Najnowszy wąskokadłubowy samolot europejskiego koncernu, model A320neo, sprzedaje się jak przysłowiowe ciepłe bułeczki. Chętni zamówili już ponad 6 tys. samolotów tej rodziny. Airbus ma jednak problem z wywiązaniem się z zamówień. Koncern właśnie ogłosił tymczasowe zawieszenie części z nich.
W styczniu Airbus dostarczył klientom w sumie 255 maszyn. Jednak w pierwszym miesiącu tego roku zaledwie sześć. Co się stało?

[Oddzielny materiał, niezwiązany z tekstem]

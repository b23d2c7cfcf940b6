// Copyright 2018-2019 Parity Technologies (UK) Ltd
//
// Licensed under the Apache License, Version 2.0 (the "License");
// you may not use this file except in compliance with the License.
// You may obtain a copy of the License at
//
//     http://www.apache.org/licenses/LICENSE-2.0
//
// Unless required by applicable law or agreed to in writing, software
// distributed under the License is distributed on an "AS IS" BASIS,
// WITHOUT WARRANTIES OR CONDITIONS OF ANY KIND, either express or implied.
// See the License for the specific language governing permissions and
// limitations under the License.

//! Byte-driven exercise of the vote-graph over a fixed fork topology,
//! for use from fuzzing harnesses and seeded tests.

use crate::graph::{VoteGraph, VoteInput};
use crate::std::vec::Vec;
use crate::{Chain, Error};

type Hash = u8;
type Number = u8;
type Weight = u64;

/// The exercised chain is made of 16 blocks, including the genesis.
/// The genesis is 0. Each block can be distinguished by a 4-bit number.
///
/// 0 -> [1, 2, 3]
/// 1 -> [4, 5, 6]
/// 2 -> [7, 8, 9]
/// 4 -> [10, 11, 12]
/// 7 -> [13, 14, 15]
#[derive(Default, Clone, Copy)]
pub struct FuzzChain;

impl FuzzChain {
	/// The height of a block.
	pub fn number(hash: Hash) -> Number {
		match hash {
			0 => 0,

			1 | 2 | 3 => 1,

			4 | 5 | 6 => 2,
			7 | 8 | 9 => 2,

			10 | 11 | 12 => 3,
			13 | 14 | 15 => 3,

			_ => panic!("invalid block hash"),
		}
	}

	// full ancestry of a block, genesis first, parent last.
	fn path(hash: Hash) -> &'static [Hash] {
		match hash {
			0 => &[],

			1 | 2 | 3 => &[0],

			4 | 5 | 6 => &[0, 1],
			7 | 8 | 9 => &[0, 2],

			10 | 11 | 12 => &[0, 1, 4],
			13 | 14 | 15 => &[0, 2, 7],

			_ => panic!("invalid block hash"),
		}
	}

	/// Whether `ancestor` is an ancestor of, or equal to, `block`.
	pub fn in_chain(ancestor: Hash, block: Hash) -> bool {
		ancestor == block || Self::path(block).contains(&ancestor)
	}
}

impl Chain<Hash, Number> for FuzzChain {
	fn ancestry(&self, base: Hash, block: Hash) -> Result<Vec<Hash>, Error> {
		if base == block || !Self::in_chain(base, block) {
			return Err(Error::NotDescendant)
		}

		Ok(Self::path(block)
			.iter()
			.rev()
			.take_while(|ancestor| **ancestor != base)
			.cloned()
			.collect())
	}
}

struct RandomnessStream<'a> {
	inner: &'a [u8],
	pos: usize,
	half_nibble: bool,
}

impl<'a> RandomnessStream<'a> {
	fn new(inner: &'a [u8]) -> Self {
		RandomnessStream { inner, pos: 0, half_nibble: false }
	}

	fn read_nibble(&mut self) -> Option<u8> {
		let active = *self.inner.get(self.pos)?;
		if self.half_nibble {
			self.half_nibble = false;
			self.pos += 1;

			Some(active & 0x0F)
		} else {
			self.half_nibble = true;

			Some((active >> 4) & 0x0F)
		}
	}
}

/// Interpret `data` as a sequence of weighted votes over the fixed chain,
/// checking the graph invariants after every insertion.
pub fn execute_fuzzed_graph(data: &[u8]) {
	let mut stream = RandomnessStream::new(data);

	let mut graph: VoteGraph<Hash, Number, Weight> = VoteGraph::new(0, 0, 0);
	let mut votes: Vec<(Hash, Weight)> = Vec::new();

	while let Some(target) = stream.read_nibble() {
		// the 16 possible nibbles are exactly the known blocks.
		let weight = match stream.read_nibble() {
			Some(raw) => Weight::from(raw % 4 + 1),
			None => break,
		};

		graph
			.insert(target, FuzzChain::number(target), VoteInput::Single(weight), &FuzzChain)
			.expect("every block descends from the genesis base; qed");

		votes.push((target, weight));

		check_invariants(&graph, &votes);
	}

	// the same votes in reverse order must accumulate to the same weights
	// on every block.
	let mut reversed: VoteGraph<Hash, Number, Weight> = VoteGraph::new(0, 0, 0);
	for (target, weight) in votes.iter().rev() {
		reversed
			.insert(*target, FuzzChain::number(*target), VoteInput::Single(*weight), &FuzzChain)
			.expect("every block descends from the genesis base; qed");
	}

	for block in 0..16 {
		assert_eq!(
			graph.cumulative_vote(block, FuzzChain::number(block)),
			reversed.cumulative_vote(block, FuzzChain::number(block)),
		);
	}
}

fn check_invariants(graph: &VoteGraph<Hash, Number, Weight>, votes: &[(Hash, Weight)]) {
	graph.assert_consistent();

	// weight conservation: every block accumulates exactly the votes cast
	// within its own subtree. the genesis accumulates everything.
	for block in 0..16 {
		let expected: Weight = votes
			.iter()
			.filter(|(target, _)| FuzzChain::in_chain(block, *target))
			.map(|(_, weight)| *weight)
			.sum();

		assert_eq!(graph.cumulative_vote(block, FuzzChain::number(block)), expected);
	}

	let total: Weight = votes.iter().map(|(_, weight)| *weight).sum();

	// both thresholds require more than half of the total weight, so at
	// most one fork of any block can qualify.
	let supermajority = |weight: &Weight| weight * 3 >= total * 2;
	let majority = |weight: &Weight| weight * 2 > total;

	let strict = graph.find_ghost(None, supermajority);
	let relaxed = graph.find_ghost(None, majority);

	// weakening the condition can only move GHOST further up.
	if let (Some((_, strict_number)), Some((_, relaxed_number))) = (&strict, &relaxed) {
		assert!(relaxed_number >= strict_number);
	}

	// the GHOST block fulfills the condition on its own chain.
	if let Some((hash, number)) = strict {
		assert_eq!(graph.find_ancestor(hash, number, supermajority), Some((hash, number)));
	}
}
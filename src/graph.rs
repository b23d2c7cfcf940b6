// Copyright 2018-2019 Parity Technologies (UK) Ltd
//
// Licensed under the Apache License, Version 2.0 (the "License");
// you may not use this file except in compliance with the License.
// You may obtain a copy of the License at
//
//     http://www.apache.org/licenses/LICENSE-2.0
//
// Unless required by applicable law or agreed to in writing, software
// distributed under the License is distributed on an "AS IS" BASIS,
// WITHOUT WARRANTIES OR CONDITIONS OF ANY KIND, either express or implied.
// See the License for the specific language governing permissions and
// limitations under the License.

//! The vote-graph: weighted votes accumulated over a tree of blocks.
//!
//! See docs on [`VoteGraph`] for more information.

use crate::std::{
	collections::{BTreeMap, BTreeSet},
	fmt::Debug,
	vec::Vec,
};

use crate::{BlockNumberOps, Chain, Error};

use log::trace;

/// Vote data accumulated along the edges of a [`VoteGraph`].
///
/// Merging is assumed commutative and associative, so that weights can be
/// propagated along ancestry regardless of insertion order. `Clone` must
/// produce an independent copy and `Default` the zero accumulator.
pub trait VoteAccumulator: Default + Clone {
	/// A single raw vote that can be incorporated into the accumulator.
	type Vote;

	/// Merge another accumulated value into this one.
	fn add_weight(&mut self, other: &Self);

	/// Incorporate one raw vote.
	fn add_vote(&mut self, vote: &Self::Vote);
}

impl VoteAccumulator for u32 {
	type Vote = u32;

	fn add_weight(&mut self, other: &Self) {
		*self = self.saturating_add(*other);
	}

	fn add_vote(&mut self, vote: &Self::Vote) {
		*self = self.saturating_add(*vote);
	}
}

impl VoteAccumulator for u64 {
	type Vote = u64;

	fn add_weight(&mut self, other: &Self) {
		*self = self.saturating_add(*other);
	}

	fn add_vote(&mut self, vote: &Self::Vote) {
		*self = self.saturating_add(*vote);
	}
}

/// A vote to be inserted into the graph: either one raw vote, or a value
/// that has already been accumulated elsewhere (e.g. when grafting the
/// votes of a commit message onto a fresh graph).
pub enum VoteInput<V: VoteAccumulator> {
	/// A single raw vote.
	Single(V::Vote),
	/// An already-accumulated vote value.
	Merged(V),
}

Sercem nowej maszyny są dwa silniki: CFM International LEAP-1A lub Pratt & Whitney PW1100G. Wybór zależy od przewoźnika. Cechuje je w porównaniu ze starszymi silnikami niższe o kilkanaście proc. spalanie.
I właśnie w przypadku tej drugiej jednostki występują bliżej niesprecyzowane problemy. Pojawiają się błędy. Czym są spowodowane, oficjalnie nie wiadomo, mnożą się w tej sprawie spekulacje.
Koniec końców koncern musiał tymczasowo wstrzymać dostawy maszyn wyposażonych w te silniki. Obecnie silniki CFM International LEAP-1A z nowo wyprodukowanych maszyn są wymontowywane i dostarczane klientom, którzy odebrali już samoloty z kłopotliwymi jednostkami napędowymi.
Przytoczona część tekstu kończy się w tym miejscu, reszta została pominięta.